Monday, October 12, 2015

The Cost and Pricing of Golf Handicaps

Golf Associations provide a variety of services paid primarily by membership dues.  A partial list of those services would include 1) handicap administration, 2) course rating and measurements, 3) golf publications, 4) member tournaments, and 5) sometimes ownership of a golf course.   Most of the services are of little or no value to the average golfer.  The only service that is a necessity is the player’s handicap.  Golf associations, however, do not sell the handicap service separately.  Instead they follow the cable industry model and bundle all of the services for one price—You say you never watch the Hallmark Channel?  Too bad.

Associations have another advantage in that they are monopolies.  There are other organizations that sell handicap services (Myscorecard, for example), but these handicaps are generally not accepted at club tournaments.  This monopoly power lets the golf association charge higher than the free market prices for handicaps as well as bundle unwanted services.  Table 1 presents the percentage of membership dues spent on the handicap service for a sample of state golf associations.  These numbers were extracted from Income Tax Form 990 filed by each organization.  These are only rough estimates since each association accounts for costs and revenue differently.  The consistency of the percentages, however, indicates roughly 10 percent of membership dues are spent on the handicap service.

Table 1
Handicap Costs as a Percentage of Membership Dues (2013)1

Association
Membership Dues
Handicap Cost
Percentage
Colorado State Golf Association
$1,346,753
$125,141
9.3
Northern California Golf Assoc.
$6,404,947
$331,832
5.2
Oregon Golf Association
$1,380,620
$113,345
8.2
Southern California Golf Assoc.
$4,813,105
$481,260
10.0
Washington State Golf Assoc.
$1,942,900
$164,352
8.5

What does an association do with the excess revenue it collects?  Most associations would argue the money is invested for the good of the game—e.g., association golf courses, junior golf, scholarships.  These may be good endeavors, but why should a person wanting a handicap be forced to donate to the charities the association wants to support?

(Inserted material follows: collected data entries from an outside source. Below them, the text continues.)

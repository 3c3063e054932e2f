//! xorshift64* random number generator
//!
//! This is a fast, high-quality PRNG that is deterministic and suitable
//! for simulation purposes.
//!
//! # Algorithm
//!
//! xorshift64* is a variant of xorshift that passes TestU01's BigCrush
//! statistical tests. It uses 64-bit state and produces 64-bit output.
//!
//! # Splitting
//!
//! A generator is split by drawing sub-seeds from it. The draw is sequential,
//! so the seed handed to task `i` depends only on the parent seed and `i`,
//! never on which task happens to run first.

use serde::{Deserialize, Serialize};

/// Deterministic random number generator using xorshift64*
///
/// # Example
/// ```
/// use microsim_core_rs::RngManager;
///
/// let mut rng = RngManager::new(12345);
/// let value = rng.next();
/// let slot = rng.index(10); // [0, 10)
/// assert!(slot < 10);
/// ```
#[derive(Debug, Clone, Serialize, Deserialize)]
pub struct RngManager {
    /// Internal state (64-bit)
    state: u64,
}

impl RngManager {
    /// Create a new RNG with given seed
    ///
    /// A zero seed is replaced by 1, since xorshift never leaves the all-zero state.
    pub fn new(seed: u64) -> Self {
        let state = if seed == 0 { 1 } else { seed };
        Self { state }
    }

    /// Generate next random u64 value
    pub fn next(&mut self) -> u64 {
        let mut x = self.state;
        x ^= x >> 12;
        x ^= x << 25;
        x ^= x >> 27;
        self.state = x;
        x.wrapping_mul(0x2545F4914F6CDD1D)
    }

    /// Draw a sub-seed for a child generator
    pub fn next_seed(&mut self) -> u64 {
        self.next()
    }

    /// Draw `count` sub-seeds, in order
    ///
    /// # Example
    /// ```
    /// use microsim_core_rs::RngManager;
    ///
    /// let mut a = RngManager::new(7);
    /// let mut b = RngManager::new(7);
    /// assert_eq!(a.sub_seeds(4), b.sub_seeds(4));
    /// ```
    pub fn sub_seeds(&mut self, count: usize) -> Vec<u64> {
        (0..count).map(|_| self.next_seed()).collect()
    }

    /// Split off an independent child generator
    pub fn fork(&mut self) -> RngManager {
        RngManager::new(self.next_seed())
    }

    /// Generate a uniform index in `[0, len)`
    ///
    /// # Panics
    /// Panics if `len` is zero
    pub fn index(&mut self, len: usize) -> usize {
        assert!(len > 0, "len must be positive");
        (self.next() % len as u64) as usize
    }

    /// Get current RNG state (for replay)
    ///
    /// ```
    /// use microsim_core_rs::RngManager;
    ///
    /// let mut rng = RngManager::new(12345);
    /// rng.next();
    /// let mut replay = RngManager::new(rng.get_state());
    /// assert_eq!(rng.next(), replay.next());
    /// ```
    pub fn get_state(&self) -> u64 {
        self.state
    }

    /// Generate random f64 in range [0.0, 1.0)
    pub fn next_f64(&mut self) -> f64 {
        let value = self.next();
        // 53 significant bits, divided by 2^53
        (value >> 11) as f64 * (1.0 / ((1u64 << 53) as f64))
    }

    /// Generate random f32 in range [0.0, 1.0)
    pub fn next_f32(&mut self) -> f32 {
        let value = self.next();
        (value >> 40) as f32 * (1.0 / ((1u32 << 24) as f32))
    }
}
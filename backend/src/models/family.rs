//! Family model

use super::person::{Person, Sex};
use crate::core::Date;
use crate::repository::{Entity, EntityId, ReadScope};
use serde::{Deserialize, Serialize};

/// A family: a couple and/or their dependent members
#[derive(Debug, Clone, Default, PartialEq, Serialize, Deserialize)]
pub struct Family {
    /// Members, in joining order
    pub persons: Vec<EntityId>,
    pub male_head: Option<EntityId>,
    pub female_head: Option<EntityId>,
    pub household: Option<EntityId>,
    pub marriage_date: Option<Date>,
}

impl Family {
    /// A new family formed by marriage
    pub fn married(male: EntityId, female: EntityId, date: Date) -> Self {
        Self {
            persons: vec![male, female],
            male_head: Some(male),
            female_head: Some(female),
            household: None,
            marriage_date: Some(date),
        }
    }

    pub fn is_empty(&self) -> bool {
        self.persons.is_empty()
    }

    pub fn contains(&self, person: EntityId) -> bool {
        self.persons.contains(&person)
    }

    /// Drop `person` from the family
    ///
    /// If that leaves the family headless, its eldest remaining member
    /// becomes head. `persons` must not be write-locked by the caller.
    pub fn remove_person(&mut self, person: EntityId, persons: &ReadScope<'_, Person>) {
        self.persons.retain(|&member| member != person);
        if self.male_head == Some(person) {
            self.male_head = None;
        }
        if self.female_head == Some(person) {
            self.female_head = None;
            self.marriage_date = None;
        }
        if self.male_head.is_none() {
            self.marriage_date = None;
        }
        if self.male_head.is_none() && self.female_head.is_none() {
            self.elect_head(persons);
        }
    }

    /// Make the eldest member head; ties go to the earliest joiner
    fn elect_head(&mut self, persons: &ReadScope<'_, Person>) {
        let eldest = self
            .persons
            .iter()
            .filter_map(|&id| persons.get(id).map(|p| (id, p)))
            .fold(None::<(EntityId, &Person)>, |best, (id, p)| match best {
                Some((_, b)) if b.age >= p.age => best,
                _ => Some((id, p)),
            });
        if let Some((id, head)) = eldest {
            match head.sex {
                Sex::Male => self.male_head = Some(id),
                Sex::Female => self.female_head = Some(id),
            }
        }
    }
}

impl Entity for Family {
    fn being_removed(&mut self, _id: EntityId) {
        self.persons.clear();
        self.male_head = None;
        self.female_head = None;
        self.household = None;
    }
}
//! Structured logging setup
//!
//! The core only emits `tracing` events. Installing a subscriber is left to
//! the embedding binary or test; these helpers cover the common cases.

use tracing_subscriber::EnvFilter;

/// Install a fmt subscriber filtered by `RUST_LOG`, else `default_directive`
///
/// Returns `false` if a global subscriber was already installed.
pub fn init_tracing(default_directive: &str) -> bool {
    let filter = EnvFilter::try_from_default_env()
        .unwrap_or_else(|_| EnvFilter::new(default_directive));
    tracing_subscriber::fmt()
        .with_env_filter(filter)
        .with_target(true)
        .try_init()
        .is_ok()
}

/// Like `init_tracing`, writing through the test harness capture
pub fn init_test_tracing() {
    let filter = EnvFilter::try_from_default_env().unwrap_or_else(|_| EnvFilter::new("debug"));
    let _ = tracing_subscriber::fmt()
        .with_env_filter(filter)
        .with_test_writer()
        .try_init();
}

In truth, most of the charitable donations made by associations are small.  The Florida State Golf Association, for example, with annual revenue close to $5 million gave only $26,000 in college scholarships. More likely, bureaucracies follow the commandment “Pay thy own self first” and direct discretionary income to management salaries.  As shown in Table 2, the wages of the key executive at each association increases with the size of the membership.  With more dues there is more money to divert to staff salaries. When benefits are also included, the disparity in the compensation between the small and large associations is even more apparent.  At a membership cost of $40, for example, it takes over eight thousand members to pay the total compensation of the Executive Director of the Southern California Golf Association.[1]  It would only take slightly over 3000 members to cover the total compensation of the Executive Director of the Oregon Golf Association.  

Table 2
Reportable Compensation of Key Employees (2013)*

Association
Key Employee
Total Wages
Colorado State Golf Association
Edward Mate
$131,887
Florida State Golf Association
Jim Demick
$246,750
Northern California Golf Assoc.
Lyn Nelson
$247,640
Oregon Golf Association
Barbara Trammell
$128,890
Southern California Golf Assoc.
Kevin Heaney
$239,971
Texas Golf Association
Rob Addington
$373,177
                * Does not include retirement, deferred compensation, and nontaxable benefits.

A counter explanation of the correlation between association size and salaries is large corporations pay their chief executive officers more than small corporations so the varying salary levels at associations should be expected.  The difference is large corporations have billions of dollars at stake and face stiff competition.   Golf associations face no such threat.  They own a monopoly that is almost impossible to challenge.  The executive director of a golf association does not have to make decisions that could make or break the association.  He or she only has to keep the governing board happy.  This can usually be accomplished by giving board members a blue blazer and outings on the better courses in the state.  The skills needed to run large or small associations are basically the same.  That leaves the size of an association as the best explanation of salary level.

For most players, the cost of a membership in an association is a negligible part of their golf budget.  The demand for membership will not be very sensitive to price for these players.  The price may be too high, however, for the casual player whose golf budget is limited—the type of player that needs to be reached if the game is to expand.  Will associations lower the cost of handicaps to attract this player?  If a cafeteria plan was adopted where players could choose “handicap only,” the revenue base of associations would be cut dramatically.  This would mean a reduction in salaries and personnel. The adoption of such a plan is unlikely since bureaucracies are genetically predisposed to follow another basic commandment, “Do not kill the goose that lays the golden eggs.”      






[1] In 2013, the Executive director of the SCGA received $239,971 in base compensation, $51,170 in retirement and deferred compensation, and $4,158 in nontaxable benefits, for a total of $333,299.  Of course the big pay waits if you make it to the USGA.  The Executive Director of the USGA received $812,000 in total compensations.  When an executive goes from a state association to the USGA, he or she can expect a salary bump of around $200,000.